1. Low fat diet, google you'll find plenty of recipes.  Cut out fast foods, butter/cheeses etc (no more pizza!) prepare food at home from scratch. It's not so bad.  We still need fat so eat salmon or other oily fish once or twice a week.  I use a good olive oil when cooking just about everything including my bread and my gastro guy said he likes the look of my diet which is mostly Mediterranean.

2.  I feel full and bloat in centre after food

3.  I don't, it's a good idea though.  My gastro guy is super and he approves of most things I do.

4. Probably not

5. Mine similar to you I think and doc and I are working on getting it better, not perfect just better.

6.  No

7.  See above re military weapon

8.  Oh no 8 ok.  Hope that helps.  Keep your chin up, stress is not good for us, don't drink alcohol or smoke. 

Hints or tips, hmmm, a sense of humour helps.

Take care, come back again without the guilt, regards Reef

 

I have 2,4,6 and not been diagnosed with cp. all tests clear and told ibs. Also very constipated most of the time. I get horrific smelling gas if I eat healthy! But not usually. I think I have gastritis and am waiting on another endoscopy. I've had these symptoms 7 years now. Had endo when it all began, more recently had ultrasounds, ct, stool samples, loads blood tests, detailed MRI of pancreas, colonoscopy. All clear. I get that feeling of fullness under left rib. Almost have to massage it and wind myself. Also get short sharp stabs all upper left abdo, side and back, also feel burning mid/upper left back sometimes. Symptoms much worse after alcohol (which I have recently cut out altogether) but there mildly most of the time. Never had acute attack and never been so bad I've had to go to hospital. Seen so many GP's and specialists over the years and they all tell me it's not my pancreas! I just still struggle to believe them!

I am baffled.. They diagnosed you with CP by just looking at Amylase and Lipase? Couldn't that just have been AP? To me, it really doesn't sounds very odd, and you dont sound like a typical CP case. More like something towards gallbladder issues.

I am of course not a doctor, but it seems weird. No MRCP, EUS, CT?

Aaah I just read your reply again. You did show scaring. Alright. Well then consider yourself lucky to be a mild case!

If your condition is chronic it's with you forever. I've had CP sense 2013 from surgery until the past year I wasn't having all the problems that everyone was posting n I felt bad for everyone. Well it sure is making up for loss time. Yes to all your questions atleast for me. Keeping a journal is good that way u can tell which foods are not good for you to eat.

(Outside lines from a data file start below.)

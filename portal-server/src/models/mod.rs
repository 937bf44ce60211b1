//! Domain models with validation at construction
//!
//! All user input is validated when creating these types.
//! Invalid input returns ValidationError, not panic.

pub mod validation;
pub mod email;
pub mod student;
pub mod course;
pub mod enrollment;
pub mod pagination;

pub use validation::ValidationError;
pub use email::EmailAddress;
pub use student::{NewStudent, Student};
pub use course::{Course, NewCourse};
pub use enrollment::{Enrollment, NewEnrollment};
pub use pagination::{Pagination, PaginationParams};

Good luck with everything feel better and we're always here for support.

Take care

Wendy

Sounds just like my first attack and diagnosis. In the beginning of my attacks i would rarely have to be admitted to the hospital and when i did it was only for a day or two. But as time progressed the stays got longer. As to your questions yes it was very common for me to get sudden pain that was gone just as sudden but i never knew how long the pain would last. They removed my gallbladder convinced that was the problem but it made no difference. As for bathroom issues unfortunately thats par for the course now. You basically have a whole list of things you wont be able to digest very well. Eat any of those and you will have more gas issues and other bathroom issues but it won't ever be just gone. At least wasnt for me. A gi specializing in the pancreas will be able to help ALOT. Good luck.

Ps im post tpait now so that is why the past tense for everything.

Hi again Poptop, I was doing a little research and came across this diet book for Chronic Pancreatitis I thought you'd be interested in.

https://patient.info/forums/discuss/recipe-book-for-pancreatitis-515647

It is printed on a or the Pancreas Foundation in America and the author is on the Board and also has her background and Pancreatitis story at the front so I won't repeat here.

I've only glanced at it so far but it seems to be very comprehensive and I plan to try a few this week.  Good luck I hope it helps.